Quid alors des États en voie de développement ou des puissances régionales émergentes ? La diversité des choix stratégiques éclaire sur leurs possibilités comme sur leurs conceptions radicalement divergentes. A la suite du Salvador et malgré les remontrances des États-Unis, plusieurs pays d’Amérique latine envisagent aujourd’hui de développer un usage officiel du Bitcoin : le Paraguay, le Panama, le Mexique, l’Argentine, et même le Brésil (où le projet Hathor rencontre également un certain succès). Au contraire, l’Équateur interdit ces transactions et la Bolivie a pris des mesures d’interdiction du Bitcoin. Quant aux « altcoins », certains ciblent spécifiquement de tels marchés. Ainsi le Reserve Rights (RSR) propose deux jetons numériques, l’un spéculatif, l’autre stable et indexé sur le dollar dans le but de lutter contre l’inflation.

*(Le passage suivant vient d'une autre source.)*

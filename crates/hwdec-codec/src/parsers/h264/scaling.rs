//! 量化矩阵 (scaling list) 解析.
//!
//! 码流中的系数按 zigzag 扫描顺序出现, 这里统一转换为光栅顺序存储,
//! 与硬件解码参数块的布局一致.
//!
//! 列表编号: 0-5 为 4x4 (帧内 Y/Cb/Cr, 帧间 Y/Cb/Cr), 6 起为 8x8
//! (4:2:0 / 4:2:2 只有帧内 Y 与帧间 Y 两组, 4:4:4 为六组).

use hwdec_core::BitReader;

/// 默认 4x4 帧内矩阵 (光栅顺序)
pub const DEFAULT_4X4_INTRA: [u8; 16] = [
    6, 13, 20, 28, 13, 20, 28, 32, 20, 28, 32, 37, 28, 32, 37, 42,
];
/// 默认 4x4 帧间矩阵 (光栅顺序)
pub const DEFAULT_4X4_INTER: [u8; 16] = [
    10, 14, 20, 24, 14, 20, 24, 27, 20, 24, 27, 30, 24, 27, 30, 34,
];
/// 默认 8x8 帧内矩阵 (光栅顺序)
pub const DEFAULT_8X8_INTRA: [u8; 64] = [
    6, 10, 13, 16, 18, 23, 25, 27, 10, 11, 16, 18, 23, 25, 27, 29, 13, 16, 18, 23, 25, 27, 29, 31,
    16, 18, 23, 25, 27, 29, 31, 33, 18, 23, 25, 27, 29, 31, 33, 36, 23, 25, 27, 29, 31, 33, 36, 38,
    25, 27, 29, 31, 33, 36, 38, 40, 27, 29, 31, 33, 36, 38, 40, 42,
];
/// 默认 8x8 帧间矩阵 (光栅顺序)
pub const DEFAULT_8X8_INTER: [u8; 64] = [
    9, 13, 15, 17, 19, 21, 22, 24, 13, 13, 17, 19, 21, 22, 24, 25, 15, 17, 19, 21, 22, 24, 25, 27,
    17, 19, 21, 22, 24, 25, 27, 28, 19, 21, 22, 24, 25, 27, 28, 30, 21, 22, 24, 25, 27, 28, 30, 32,
    22, 24, 25, 27, 28, 30, 32, 33, 24, 25, 27, 28, 30, 32, 33, 35,
];

const ZIGZAG_4X4: [usize; 16] = [0, 1, 4, 8, 5, 2, 3, 6, 9, 12, 13, 10, 7, 11, 14, 15];

const ZIGZAG_8X8: [usize; 64] = [
    0, 1, 8, 16, 9, 2, 3, 10, 17, 24, 32, 25, 18, 11, 4, 5, 12, 19, 26, 33, 40, 48, 41, 34, 27, 20,
    13, 6, 7, 14, 21, 28, 35, 42, 49, 56, 57, 50, 43, 36, 29, 22, 15, 23, 30, 37, 44, 51, 58, 59,
    52, 45, 38, 31, 39, 46, 53, 60, 61, 54, 47, 55, 62, 63,
];

/// 一组完整的量化矩阵
#[derive(Debug, Clone, PartialEq, Eq)]
pub struct ScalingMatrix {
    pub lists_4x4: [[u8; 16]; 6],
    /// 4:2:0 / 4:2:2 只使用前两组
    pub lists_8x8: [[u8; 64]; 6],
}

impl Default for ScalingMatrix {
    fn default() -> Self {
        Self::flat()
    }
}

impl ScalingMatrix {
    /// Flat_4x4_16 / Flat_8x8_16, 未携带矩阵时使用
    pub fn flat() -> Self {
        Self {
            lists_4x4: [[16; 16]; 6],
            lists_8x8: [[16; 64]; 6],
        }
    }
}

/// 缺省列表的回退规则
#[derive(Debug, Clone, Copy)]
pub enum Fallback<'a> {
    /// 规则 A: 回退到默认矩阵
    Default,
    /// 规则 B: 回退到序列级矩阵
    Sequence(&'a ScalingMatrix),
}

/// 解析 `list_count` 组量化矩阵 (8 或 12)
pub fn parse_scaling_matrix(
    br: &mut BitReader,
    list_count: usize,
    fallback: Fallback<'_>,
) -> ScalingMatrix {
    let mut matrix = ScalingMatrix::flat();

    for idx in 0..list_count.min(12) {
        let present = br.read_flag();
        if idx < 6 {
            let list = if present {
                read_scaling_list::<16>(br, &ZIGZAG_4X4)
            } else {
                None
            };
            matrix.lists_4x4[idx] = match list {
                Some(list) => list,
                None if present => default_4x4(idx),
                None => absent_4x4(&matrix, idx, fallback),
            };
        } else {
            let i8 = idx - 6;
            let list = if present {
                read_scaling_list::<64>(br, &ZIGZAG_8X8)
            } else {
                None
            };
            matrix.lists_8x8[i8] = match list {
                Some(list) => list,
                None if present => default_8x8(i8),
                None => absent_8x8(&matrix, i8, fallback),
            };
        }
    }

    matrix
}

/// 读取单个列表, 返回 `None` 表示 useDefaultScalingMatrixFlag
fn read_scaling_list<const N: usize>(br: &mut BitReader, scan: &[usize; N]) -> Option<[u8; N]> {
    let mut list = [0u8; N];
    let mut last_scale = 8i32;
    let mut next_scale = 8i32;

    for (pos, &raster) in scan.iter().enumerate() {
        if next_scale != 0 {
            let delta_scale = br.read_se();
            next_scale = (i64::from(last_scale) + i64::from(delta_scale)).rem_euclid(256) as i32;
            if pos == 0 && next_scale == 0 {
                return None;
            }
        }
        let scale = if next_scale == 0 { last_scale } else { next_scale };
        list[raster] = scale as u8;
        last_scale = scale;
    }

    Some(list)
}

fn default_4x4(idx: usize) -> [u8; 16] {
    if idx < 3 {
        DEFAULT_4X4_INTRA
    } else {
        DEFAULT_4X4_INTER
    }
}

fn default_8x8(idx: usize) -> [u8; 64] {
    if idx % 2 == 0 {
        DEFAULT_8X8_INTRA
    } else {
        DEFAULT_8X8_INTER
    }
}

fn absent_4x4(matrix: &ScalingMatrix, idx: usize, fallback: Fallback<'_>) -> [u8; 16] {
    match (idx, fallback) {
        (0 | 3, Fallback::Default) => default_4x4(idx),
        (0 | 3, Fallback::Sequence(seq)) => seq.lists_4x4[idx],
        _ => matrix.lists_4x4[idx - 1],
    }
}

fn absent_8x8(matrix: &ScalingMatrix, idx: usize, fallback: Fallback<'_>) -> [u8; 64] {
    match (idx, fallback) {
        (0 | 1, Fallback::Default) => default_8x8(idx),
        (0 | 1, Fallback::Sequence(seq)) => seq.lists_8x8[idx],
        _ => matrix.lists_8x8[idx - 2],
    }
}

Son adoption massive dans des pays tels que le Venezuela est un phénomène méritant d’être scruté.
D’une situation nationale à l’autre, les politiques varient énormément. En Afrique, l’Éthiopie envisage de développer son économie en misant sur la cryptomonnaie Cardano (ADA), alors que seulement 15% de la population a aujourd’hui accès à internet. Ces annonces n’ont pas encore eu de traductions économiques majeures. Enfin, certains pays se contentent d’attirer une manne financière providentielle, comme le Kazakhstan. Le faible coût de l’énergie hydroélectrique y a permis l’installation de fermes de minage, un phénomène qui devrait s’accélérer à mesure que la Chine adopte des règles de plus en plus strictes.

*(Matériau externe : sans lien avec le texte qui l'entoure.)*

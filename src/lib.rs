//! # hwdec
//!
//! H.264 基本流解析与硬件解码前端.
//!
//! 把 Annex B / avcC 码流拆分为 NAL 单元, 解析参数集与切片头, 检测访问单元边界,
//! 计算 POC, 执行参考图像标记并维护 DPB, 最终为 VDPAU 风格的硬件解码接口
//! 组装图像参数块与 16 项参考列表, 再按显示顺序交付解码完成的帧.
//!
//! # 快速开始
//!
//! ```rust,ignore
//! use hwdec::codec::{DecoderConfig, H264HwDecoder};
//!
//! let mut decoder = H264HwDecoder::new(backend, DecoderConfig::default());
//! decoder.decode_packet(&annex_b_bytes)?;
//! decoder.flush()?;
//! ```
//!
//! # Crate 结构
//!
//! | Crate | 功能 |
//! |-------|------|
//! | `hwdec-core` | 错误类型, 比特流读写 (Exp-Golomb) |
//! | `hwdec-codec` | NAL / SPS / PPS / 切片头解析, DPB 与硬件解码驱动 |

/// 错误类型与比特流读写
pub use hwdec_core as core;

/// H.264 语法解析与硬件解码前端
pub use hwdec_codec as codec;

/// 获取 hwdec 版本号
pub fn version() -> &'static str {
    env!("CARGO_PKG_VERSION")
}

Ressources, développement technologique, position dans les relations internationales, poids du secteur privé : autant de facteurs entrant en compte dans les choix stratégiques des États confrontés aux défis d’une numérisation croissante de la finance mondiale. Ces différents États sont aujourd’hui engagés dans un rapport de force avec leurs concurrents, mais également avec des acteurs du secteur privé tentant d’accroître leurs prérogatives. A l’heure où la banque des règlements internationaux indique dans son dernier rapport que les monnaies numériques des banques centrales sont en train de passer du concept à la conception pratique, la portée de ces évolutions technologiques et des mises en garde les accompagnant restent difficiles à estimer. Nul doute que la concurrence entre grandes puissances se manifestera également sur ce terrain. Loin des rêves libertariens d’une finance décentralisée faisant pièce aux banques centrales, la technologie de la blockchain sera manifestement employée de manière croissante par des acteurs centraux déjà bien établis. La traçabilité des transactions et les masses de données accumulées constituent un enjeux d’importance croissante.